*Task instructions*: Find every line below with the word "receiver" in it, and copy each one.
- - -
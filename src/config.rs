//! # Simulation Configuration
//!
//! Every timing and probability knob of the simulation, with defaults that reproduce
//! the storefront's behavior. Missing JSON fields fall back to those defaults:
//!
//! ```rust
//! use storefront_sim::config::SimulationConfig;
//! use storefront_sim::model::ConsistencyMode;
//!
//! let config = SimulationConfig::from_json(r#"{ "consistencyMode": "eventual" }"#).unwrap();
//! assert_eq!(config.consistency_mode, ConsistencyMode::Eventual);
//! assert_eq!(config.eventual_delay_ms, 2000);
//! ```

use crate::model::{ConsistencyMode, LoadBalancingStrategy, Priority};
use serde::{Deserialize, Serialize};
use std::path::Path;
use std::time::Duration;

/// Environment variable naming a JSON config file for the demo binary.
pub const CONFIG_ENV: &str = "STOREFRONT_CONFIG";

/// Longest accepted timing, one day.
pub const MAX_DURATION_MS: u64 = 24 * 60 * 60 * 1000;

#[derive(Debug, thiserror::Error)]
pub enum ConfigError {
    #[error("failed to read config: {0}")]
    Io(#[from] std::io::Error),
    #[error("invalid config: {0}")]
    Parse(#[from] serde_json::Error),
    #[error("{field} must be a probability in [0, 1], got {value}")]
    Probability { field: &'static str, value: f64 },
    #[error("{field} must be at most {MAX_DURATION_MS}ms, got {value}")]
    Duration { field: &'static str, value: u64 },
    #[error("decayPeriodMs must be non-zero")]
    ZeroDecayPeriod,
}

#[derive(Debug, Clone, PartialEq, Serialize, Deserialize)]
#[serde(default, rename_all = "camelCase")]
pub struct SimulationConfig {
    pub instances_per_role: u32,
    pub load_balancing_strategy: LoadBalancingStrategy,
    pub consistency_mode: ConsistencyMode,
    pub eventual_delay_ms: u64,
    pub expedited_latency_ms: u64,
    pub standard_latency_ms: u64,
    pub pipeline_failure_probability: f64,
    /// Upper bound of the random load added per request.
    pub request_load_max: f64,
    /// Upper bound of the random load removed when a request completes.
    pub release_load_max: f64,
    pub decay_step: f64,
    pub decay_period_ms: u64,
    pub lease_release_delay_ms: u64,
    pub payment_latency_ms: u64,
    pub payment_decline_probability: f64,
}

impl Default for SimulationConfig {
    fn default() -> Self {
        Self {
            instances_per_role: 2,
            load_balancing_strategy: LoadBalancingStrategy::RoundRobin,
            consistency_mode: ConsistencyMode::Strong,
            eventual_delay_ms: 2000,
            expedited_latency_ms: 1000,
            standard_latency_ms: 2000,
            pipeline_failure_probability: 0.05,
            request_load_max: 5.0,
            release_load_max: 3.0,
            decay_step: 0.5,
            decay_period_ms: 1000,
            lease_release_delay_ms: 100,
            payment_latency_ms: 500,
            payment_decline_probability: 0.05,
        }
    }
}

impl SimulationConfig {
    pub fn from_json(json: &str) -> Result<Self, ConfigError> {
        let config: Self = serde_json::from_str(json)?;
        config.validate()?;
        Ok(config)
    }

    pub fn from_file(path: impl AsRef<Path>) -> Result<Self, ConfigError> {
        Self::from_json(&std::fs::read_to_string(path)?)
    }

    /// Loads the file named by `STOREFRONT_CONFIG`, or the defaults when unset.
    pub fn from_env() -> Result<Self, ConfigError> {
        match std::env::var_os(CONFIG_ENV) {
            Some(path) => Self::from_file(path),
            None => Ok(Self::default()),
        }
    }

    fn validate(&self) -> Result<(), ConfigError> {
        for (field, value) in [
            ("pipelineFailureProbability", self.pipeline_failure_probability),
            ("paymentDeclineProbability", self.payment_decline_probability),
        ] {
            if !(0.0..=1.0).contains(&value) {
                return Err(ConfigError::Probability { field, value });
            }
        }
        for (field, value) in [
            ("eventualDelayMs", self.eventual_delay_ms),
            ("expeditedLatencyMs", self.expedited_latency_ms),
            ("standardLatencyMs", self.standard_latency_ms),
            ("decayPeriodMs", self.decay_period_ms),
            ("leaseReleaseDelayMs", self.lease_release_delay_ms),
            ("paymentLatencyMs", self.payment_latency_ms),
        ] {
            if value > MAX_DURATION_MS {
                return Err(ConfigError::Duration { field, value });
            }
        }
        if self.decay_period_ms == 0 {
            return Err(ConfigError::ZeroDecayPeriod);
        }
        Ok(())
    }

    pub fn eventual_delay(&self) -> Duration {
        Duration::from_millis(self.eventual_delay_ms)
    }

    /// Simulated fulfillment time for the lane.
    pub fn latency(&self, priority: Priority) -> Duration {
        match priority {
            Priority::Expedited => Duration::from_millis(self.expedited_latency_ms),
            Priority::Standard => Duration::from_millis(self.standard_latency_ms),
        }
    }

    pub fn decay_period(&self) -> Duration {
        Duration::from_millis(self.decay_period_ms)
    }

    pub fn lease_release_delay(&self) -> Duration {
        Duration::from_millis(self.lease_release_delay_ms)
    }

    pub fn payment_latency(&self) -> Duration {
        Duration::from_millis(self.payment_latency_ms)
    }
}
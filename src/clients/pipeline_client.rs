//! # Pipeline Client
//!
//! High-level API for the Pipeline actor.
use crate::model::{
    Fulfillment, Order, OrderCreate, OrderId, OrderStatus, OrderStatusUpdate, OrdersSnapshot,
    QueueStatus,
};
use crate::pipeline_actor::{PipelineCommand, PipelineError, PipelinePolicy, PipelineReply};
use actor_framework::{ActorClient, FrameworkError, ResourceClient};
use async_trait::async_trait;
use tracing::{debug, instrument};

/// Client for interacting with the Pipeline actor.
#[derive(Clone)]
pub struct PipelineClient {
    inner: ResourceClient<Order, PipelinePolicy>,
}

impl PipelineClient {
    pub fn new(inner: ResourceClient<Order, PipelinePolicy>) -> Self {
        Self { inner }
    }
}

#[async_trait]
impl ActorClient<Order, PipelinePolicy> for PipelineClient {
    type Error = PipelineError;

    fn inner(&self) -> &ResourceClient<Order, PipelinePolicy> {
        &self.inner
    }

    fn map_error(e: FrameworkError) -> Self::Error {
        PipelineError::from(e)
    }
}

impl PipelineClient {
    async fn command(&self, command: PipelineCommand) -> Result<PipelineReply, PipelineError> {
        Ok(self.inner.command(command).await?)
    }

    /// Queues a new pending order and returns it.
    #[instrument(
        skip(self, params),
        fields(product = %params.product_id, priority = ?params.priority)
    )]
    pub async fn submit(&self, params: OrderCreate) -> Result<Order, PipelineError> {
        debug!(?params, "Submitting order");
        match self.command(PipelineCommand::Submit(params)).await? {
            PipelineReply::Submitted(order) => Ok(order),
            _ => unreachable!("Submit command must return Submitted reply"),
        }
    }

    /// Takes the next pending order for the drain loop; `None` when both lanes are empty.
    pub async fn next_order(&self) -> Result<Option<Order>, PipelineError> {
        match self.command(PipelineCommand::NextOrder).await? {
            PipelineReply::Next(order) => Ok(order),
            _ => unreachable!("NextOrder command must return Next reply"),
        }
    }

    #[instrument(skip(self, id), fields(id = %id))]
    pub async fn finish(&self, id: OrderId, outcome: Fulfillment) -> Result<Order, PipelineError> {
        match self.command(PipelineCommand::Finish { id, outcome }).await? {
            PipelineReply::Finished(order) => Ok(order),
            _ => unreachable!("Finish command must return Finished reply"),
        }
    }

    /// External override. Terminal states stamp `completed_at`.
    #[instrument(skip(self, id), fields(id = %id))]
    pub async fn update_status(
        &self,
        id: OrderId,
        status: OrderStatus,
        error: Option<String>,
    ) -> Result<Order, PipelineError> {
        Ok(self
            .inner
            .update(id, OrderStatusUpdate { status, error })
            .await?)
    }

    pub async fn queue_status(&self) -> Result<QueueStatus, PipelineError> {
        match self.command(PipelineCommand::QueueStatus).await? {
            PipelineReply::QueueStatus(status) => Ok(status),
            _ => unreachable!("QueueStatus command must return QueueStatus reply"),
        }
    }

    /// Every order, newest first, plus the queue status.
    pub async fn snapshot(&self) -> Result<OrdersSnapshot, PipelineError> {
        match self.command(PipelineCommand::Orders).await? {
            PipelineReply::Orders(snapshot) => Ok(snapshot),
            _ => unreachable!("Orders command must return Orders reply"),
        }
    }
}

#[cfg(test)]
mod tests {
    use super::*;
    use crate::model::{Priority, ProductId};
    use actor_framework::mock::{create_mock_client, expect_command, MockClient};
    use actor_framework::ResourceRequest;

    #[tokio::test]
    async fn submit_forwards_the_payload() {
        let (client, mut receiver) = create_mock_client::<Order, PipelinePolicy>(10);
        let pipeline = PipelineClient::new(client);
        let params = OrderCreate {
            user_id: "user-7".into(),
            product_id: ProductId(5),
            product_name: "USB-C Hub".into(),
            quantity: 2,
            priority: Priority::Expedited,
        };
        let expected = Order::new(OrderId(1), params.clone());
        let reply = expected.clone();

        let task = tokio::spawn(async move { pipeline.submit(params).await });

        let (command, responder) = expect_command(&mut receiver)
            .await
            .expect("Expected Command request");
        match command {
            PipelineCommand::Submit(p) => {
                assert_eq!(p.user_id, "user-7");
                assert_eq!(p.priority, Priority::Expedited);
            }
            other => panic!("Expected Submit, got {:?}", other),
        }
        responder.send(Ok(PipelineReply::Submitted(reply))).unwrap();

        assert_eq!(task.await.unwrap().unwrap(), expected);
    }

    #[tokio::test]
    async fn unknown_order_update_is_not_found() {
        let (client, mut receiver) = create_mock_client::<Order, PipelinePolicy>(10);
        let pipeline = PipelineClient::new(client);

        let task = tokio::spawn(async move {
            pipeline
                .update_status(OrderId(9), OrderStatus::Completed, None)
                .await
        });

        match receiver.recv().await {
            Some(ResourceRequest::Update {
                id,
                update,
                respond_to,
            }) => {
                assert_eq!(id, OrderId(9));
                assert_eq!(update.status, OrderStatus::Completed);
                respond_to
                    .send(Err(FrameworkError::NotFound(id.to_string())))
                    .unwrap();
            }
            _ => panic!("Expected Update request"),
        }
        assert_eq!(
            task.await.unwrap().unwrap_err(),
            PipelineError::NotFound("order-9".into())
        );
    }

    #[tokio::test]
    async fn empty_lanes_yield_no_order() {
        let mut mock = MockClient::<Order, PipelinePolicy>::new();
        mock.expect_command().return_ok(PipelineReply::Next(None));

        let pipeline = PipelineClient::new(mock.client());
        assert!(pipeline.next_order().await.unwrap().is_none());
        mock.verify();
    }
}
//! Errors surfaced by the request layer.

use crate::ledger_actor::LedgerError;
use crate::model::ServiceRole;
use crate::pipeline_actor::PipelineError;
use crate::registry_actor::RegistryError;
use thiserror::Error;

/// Every way a gateway request can fail.
///
/// `Unavailable` is pulled out of [`RegistryError`] so callers can treat it as the
/// hard service-unavailable condition without matching through the registry.
#[derive(Debug, Clone, Error, PartialEq)]
pub enum GatewayError {
    #[error("{0} service unavailable")]
    Unavailable(ServiceRole),

    #[error(transparent)]
    Registry(RegistryError),

    #[error(transparent)]
    Ledger(#[from] LedgerError),

    #[error(transparent)]
    Pipeline(#[from] PipelineError),

    #[error("Settlement worker stopped")]
    SettlementClosed,
}

impl From<RegistryError> for GatewayError {
    fn from(e: RegistryError) -> Self {
        match e {
            RegistryError::Unavailable(role) => GatewayError::Unavailable(role),
            other => GatewayError::Registry(other),
        }
    }
}

impl GatewayError {
    /// A rejection of the request itself, such as an unknown product or short stock.
    /// The instance that served it is healthy and is not charged an error.
    pub fn is_rejection(&self) -> bool {
        match self {
            GatewayError::Ledger(e) => !matches!(e, LedgerError::ActorCommunicationError(_)),
            GatewayError::Pipeline(e) => !matches!(e, PipelineError::ActorCommunicationError(_)),
            GatewayError::Unavailable(_)
            | GatewayError::Registry(_)
            | GatewayError::SettlementClosed => false,
        }
    }
}

#[cfg(test)]
mod tests {
    use super::*;

    #[test]
    fn business_rejections_are_not_instance_faults() {
        assert!(GatewayError::from(LedgerError::NotFound("prod-9".into())).is_rejection());
        assert!(GatewayError::from(LedgerError::InsufficientStock {
            requested: 2,
            available: 1
        })
        .is_rejection());
        assert!(!GatewayError::from(LedgerError::ActorCommunicationError("gone".into()))
            .is_rejection());
        assert!(!GatewayError::Unavailable(ServiceRole::Order).is_rejection());
        assert!(!GatewayError::SettlementClosed.is_rejection());
    }
}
- - -
*Result below*:
        let (client, mut receiver) = create_mock_client::<Order, PipelinePolicy>(10);
        let (command, responder) = expect_command(&mut receiver)
        let (client, mut receiver) = create_mock_client::<Order, PipelinePolicy>(10);
        match receiver.recv().await {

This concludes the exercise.